会期:2024年4月13日(土)~6月9日(日)

絵師・河鍋暁斎(1831~89)と、探検家で好古家、著述家、北海道の名付け親である松浦武四郎(1818~88)は、幕末から明治期を生きたマルチタレントです。二人の交流は明治の初め頃からあり、武四郎は愛玩品を集めた書物『撥雲余興(はつうんよきょう)』(当館蔵)等の挿絵を暁斎らに依頼しています。住いも近く、共に天神を信仰し、情に篤い二人の記念碑的作品は何と言っても「武四郎涅槃図」です。本展では、「武四郎涅槃図」とそこに描かれた、「大首飾り」(当館所蔵)をはじめとした武四郎愛玩の品々(武四郎記念館所蔵品と当館所蔵品)を同じ空間で展示し、「武四郎涅槃図」を立体的に再現します。さらに、武四郎の親友・川喜田石水(1822~79/川喜田家第14代)と実業家で陶芸も能くした川喜田半泥子(1878~1963/川喜田家第16代)、岩﨑小彌太(1879~1945/三菱第四代社長・静嘉堂初代理事長)との縁を紹介します。

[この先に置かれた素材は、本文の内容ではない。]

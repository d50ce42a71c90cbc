use std::collections::HashSet;

use rusqlite::Connection;
use serde::{Deserialize, Serialize};

use crate::db;

use super::codec::BackupPayload;
use super::BackupError;

/// Outcome of a restore.
#[derive(Debug, Clone, Copy, PartialEq, Eq, Default, Serialize, Deserialize)]
pub struct RestoreSummary {
    pub records_restored: usize,
    pub attachments_restored: usize,
    /// Attachments whose record was not part of the backup.
    pub skipped_attachments: usize,
}

/// Replace every record and attachment with the payload contents.
///
/// Runs in one transaction: if any row fails to insert, the store keeps its
/// previous contents. Medications, logs and settings are not touched.
pub fn replace_store(
    conn: &Connection,
    payload: BackupPayload,
) -> Result<RestoreSummary, BackupError> {
    let tx = conn.unchecked_transaction().map_err(db::DatabaseError::from)?;
    tx.execute("DELETE FROM attachments", [])
        .map_err(db::DatabaseError::from)?;
    tx.execute("DELETE FROM records", [])
        .map_err(db::DatabaseError::from)?;

    let mut summary = RestoreSummary::default();
    let mut record_ids = HashSet::with_capacity(payload.records.len());
    for mut record in payload.records {
        record.normalize_costs();
        db::insert_record_with_id(&tx, &record)?;
        record_ids.insert(record.id);
        summary.records_restored += 1;
    }

    for attachment in &payload.attachments {
        if !record_ids.contains(&attachment.record_id) {
            tracing::warn!(
                attachment_id = attachment.id,
                record_id = attachment.record_id,
                "Skipping backup attachment without a record"
            );
            summary.skipped_attachments += 1;
            continue;
        }
        db::insert_attachment_with_id(&tx, attachment)?;
        summary.attachments_restored += 1;
    }

    tx.commit().map_err(db::DatabaseError::from)?;
    tracing::info!(
        records = summary.records_restored,
        attachments = summary.attachments_restored,
        skipped = summary.skipped_attachments,
        "Store restored from backup"
    );
    Ok(summary)
}
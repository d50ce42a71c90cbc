use std::sync::LazyLock;

use regex::Regex;

/// Question categories the assistant can answer.
#[derive(Debug, Clone, Copy, PartialEq, Eq, Hash)]
pub enum Intent {
    Greeting,
    Help,
    CostSummary,
    VisitCount,
    ActiveMedications,
    MostRecent,
    KeywordSearch,
}

impl Intent {
    pub fn as_str(&self) -> &'static str {
        match self {
            Intent::Greeting => "greeting",
            Intent::Help => "help",
            Intent::CostSummary => "cost_summary",
            Intent::VisitCount => "visit_count",
            Intent::ActiveMedications => "active_medications",
            Intent::MostRecent => "most_recent",
            Intent::KeywordSearch => "keyword_search",
        }
    }
}

struct IntentRule {
    intent: Intent,
    patterns: Vec<Regex>,
}

/// Evaluated top to bottom; the first rule with any matching pattern wins.
static INTENT_RULES: LazyLock<Vec<IntentRule>> = LazyLock::new(|| {
    let rule = |intent, patterns: &[&str]| IntentRule {
        intent,
        patterns: patterns.iter().map(|p| Regex::new(p).unwrap()).collect(),
    };
    vec![
        rule(Intent::Greeting, &[r"(?i)^\s*(你好|您好|嗨|hi\b|hello\b)"]),
        rule(Intent::Help, &[r"(?i)帮助|你能做什么|怎么用|\bhelp\b"]),
        rule(Intent::CostSummary, &[r"花了|花费|花销|费用|多少钱|开销|医药费"]),
        rule(Intent::VisitCount, &[r"几次|多少次|次数|几条记录|多少条记录"]),
        rule(Intent::ActiveMedications, &[r"吃什么药|正在吃|在吃|服药|用药"]),
        rule(Intent::MostRecent, &[r"最近一次|最后一次|上一次"]),
        rule(Intent::KeywordSearch, &[r"什么时候|哪天|哪一天|何时"]),
    ]
});

/// First intent whose pattern matches the question.
pub fn match_intent(question: &str) -> Option<Intent> {
    INTENT_RULES
        .iter()
        .find(|rule| rule.patterns.iter().any(|p| p.is_match(question)))
        .map(|rule| rule.intent)
}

幕末明治の多才な二人と、彼らを支えた人々の、古物(文化財)への情熱に思いを馳せる機会となれば幸いです。

静嘉堂文庫美術館


実は二人ともよく知らなかったので遅ればせながらざっくり調べてみた。


川鍋 暁斎

幕末から明治にかけて活躍した浮世絵師、日本画家。
1831年、現在の茨城県にて生まれる。
数え7歳で歌川国芳に師事し、絵を描くために人々の動きや表情などをよく観察しなさいと教えられた。
それを忠実に実行するため、一日中、長屋を徘徊して喧嘩や口論をしている人たちを探し歩いた。
神田川で拾った生首を写生し、周囲を驚かせたという奇行ぶりも発揮する。
狩野派の前村洞和に再入門して、ここで「画鬼」と呼ばれるようになる。
その後、画号を「狂斎」としたが、後に「狂」を「暁」に改めたので読みは「きょうさい」。
晩年、岡倉天心やフェノロサに東京美術学校の教授を依頼されるが果たせず。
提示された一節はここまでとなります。